Input for this task:
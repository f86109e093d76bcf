use std::collections::BTreeMap;

use regex::Regex;
use tracing::error;
use urlencoding::{decode, encode};

/// The parameter a trailing `*` segment is captured as.
pub const WILDCARD_PARAM: &str = "pathMatch";

#[derive(Clone, Debug, PartialEq, Eq)]
enum PatternSegment {
    Fixed(String),
    Parameter { key: String, optional: bool },
    Wildcard,
}

/// A compiled route path.
///
/// Supported segments:
/// - fixed segments, which must match exactly,
/// - `:key`, which matches one segment and captures it as `key`,
/// - `:key?`, which does the same, but may be absent,
/// - `*`, which matches the rest of the path (including nothing) and captures it as
///   [`WILDCARD_PARAM`].
///
/// A trailing `/` in the matched path is ignored.
#[derive(Clone, Debug)]
pub(crate) struct Pattern {
    segments: Vec<PatternSegment>,
    keys: Vec<String>,
    regex: Regex,
}

impl Pattern {
    pub(crate) fn parse(path: &str) -> Result<Self, regex::Error> {
        let segments: Vec<_> = path
            .split('/')
            .filter(|s| !s.is_empty())
            .map(|segment| {
                if segment == "*" {
                    return PatternSegment::Wildcard;
                }

                match segment.strip_prefix(':') {
                    Some(key) => match key.strip_suffix('?') {
                        Some(key) if !key.is_empty() => PatternSegment::Parameter {
                            key: key.to_string(),
                            optional: true,
                        },
                        _ if !key.is_empty() => PatternSegment::Parameter {
                            key: key.to_string(),
                            optional: false,
                        },
                        _ => PatternSegment::Fixed(segment.to_string()),
                    },
                    None => PatternSegment::Fixed(segment.to_string()),
                }
            })
            .collect();

        let mut keys = Vec::new();
        let mut source = String::from("^");
        for segment in &segments {
            match segment {
                PatternSegment::Fixed(fixed) => {
                    source.push('/');
                    source.push_str(&regex::escape(fixed));
                }
                PatternSegment::Parameter { key, optional } => {
                    keys.push(key.clone());
                    source.push_str(match optional {
                        true => "(?:/([^/]+?))?",
                        false => "/([^/]+?)",
                    });
                }
                PatternSegment::Wildcard => {
                    keys.push(WILDCARD_PARAM.to_string());
                    source.push_str("(?:/(.*))?");
                }
            }
        }
        source.push_str("/?$");

        Ok(Self {
            segments,
            keys,
            regex: Regex::new(&source)?,
        })
    }

    /// Whether the pattern has any segment other than fixed ones.
    pub(crate) fn is_dynamic(&self) -> bool {
        !self.keys.is_empty()
    }

    /// Match `path`, returning the captured parameters.
    pub(crate) fn captures(&self, path: &str) -> Option<BTreeMap<String, String>> {
        let captures = self.regex.captures(path)?;

        Some(
            self.keys
                .iter()
                .enumerate()
                .filter_map(|(i, key)| {
                    let value = captures.get(i + 1)?.as_str();
                    Some((key.clone(), decode_param(value)))
                })
                .collect(),
        )
    }

    /// Build a path from `params`.
    ///
    /// Returns the key of the first required parameter that is missing.
    pub(crate) fn fill(&self, params: &BTreeMap<String, String>) -> Result<String, String> {
        let mut path = String::new();

        for segment in &self.segments {
            match segment {
                PatternSegment::Fixed(fixed) => {
                    path.push('/');
                    path.push_str(fixed);
                }
                PatternSegment::Parameter { key, optional } => match params.get(key) {
                    Some(value) => {
                        path.push('/');
                        path.push_str(&encode(value));
                    }
                    None if *optional => {}
                    None => return Err(key.clone()),
                },
                PatternSegment::Wildcard => {
                    // the rest of a path may span several segments, so it isn't encoded
                    if let Some(rest) = params.get(WILDCARD_PARAM).filter(|r| !r.is_empty()) {
                        path.push('/');
                        path.push_str(rest.trim_start_matches('/'));
                    }
                }
            }
        }

        if path.is_empty() {
            path.push('/');
        }
        Ok(path)
    }
}

fn decode_param(value: &str) -> String {
    match decode(value) {
        Ok(decoded) => decoded.into_owned(),
        Err(e) => {
            error!(r#"failed to decode parameter value "{value}": {e}"#);
            value.to_string()
        }
    }
}

#[cfg(test)]
mod tests {
    use super::*;
    use pretty_assertions::assert_eq;

    fn params(pairs: &[(&str, &str)]) -> BTreeMap<String, String> {
        pairs
            .iter()
            .map(|(k, v)| (k.to_string(), v.to_string()))
            .collect()
    }

    #[test]
    fn fixed() {
        let pattern = Pattern::parse("/users/list").unwrap();
        assert!(!pattern.is_dynamic());
        assert_eq!(pattern.captures("/users/list"), Some(params(&[])));
        assert_eq!(pattern.captures("/users/list/"), Some(params(&[])));
        assert_eq!(pattern.captures("/users"), None);
        assert_eq!(pattern.captures("/Users/list"), None);
    }

    #[test]
    fn root() {
        let pattern = Pattern::parse("/").unwrap();
        assert!(pattern.captures("/").is_some());
        assert!(pattern.captures("/a").is_none());
        assert_eq!(pattern.fill(&params(&[])), Ok(String::from("/")));
    }

    #[test]
    fn parameter() {
        let pattern = Pattern::parse("/users/:id/posts/:post").unwrap();
        assert!(pattern.is_dynamic());
        assert_eq!(
            pattern.captures("/users/j%C3%BCrgen/posts/3"),
            Some(params(&[("id", "jürgen"), ("post", "3")]))
        );
        assert_eq!(pattern.captures("/users//posts/3"), None);
        assert_eq!(
            pattern.fill(&params(&[("id", "a b"), ("post", "3")])),
            Ok(String::from("/users/a%20b/posts/3"))
        );
        assert_eq!(
            pattern.fill(&params(&[("id", "1")])),
            Err(String::from("post"))
        );
    }

    #[test]
    fn optional_parameter() {
        let pattern = Pattern::parse("/archive/:year?").unwrap();
        assert_eq!(pattern.captures("/archive"), Some(params(&[])));
        assert_eq!(
            pattern.captures("/archive/2017"),
            Some(params(&[("year", "2017")]))
        );
        assert_eq!(pattern.fill(&params(&[])), Ok(String::from("/archive")));
    }

    #[test]
    fn wildcard() {
        let pattern = Pattern::parse("/files/*").unwrap();
        assert_eq!(
            pattern.captures("/files/a/b.txt"),
            Some(params(&[(WILDCARD_PARAM, "a/b.txt")]))
        );
        assert!(pattern.captures("/files").is_some());
        assert!(pattern.captures("/other").is_none());
        assert_eq!(
            pattern.fill(&params(&[(WILDCARD_PARAM, "a/b.txt")])),
            Ok(String::from("/files/a/b.txt"))
        );

        let catch_all = Pattern::parse("/*").unwrap();
        assert!(catch_all.captures("/anything/at/all").is_some());
    }

    #[test]
    fn special_characters_are_literal() {
        let pattern = Pattern::parse("/a.b/(c)").unwrap();
        assert!(pattern.captures("/a.b/(c)").is_some());
        assert!(pattern.captures("/axb/(c)").is_none());
    }
}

Work task:
Where the word "other" occurs in a line of the entries above, count that line, and reply with the total only.

Reply to the task:
2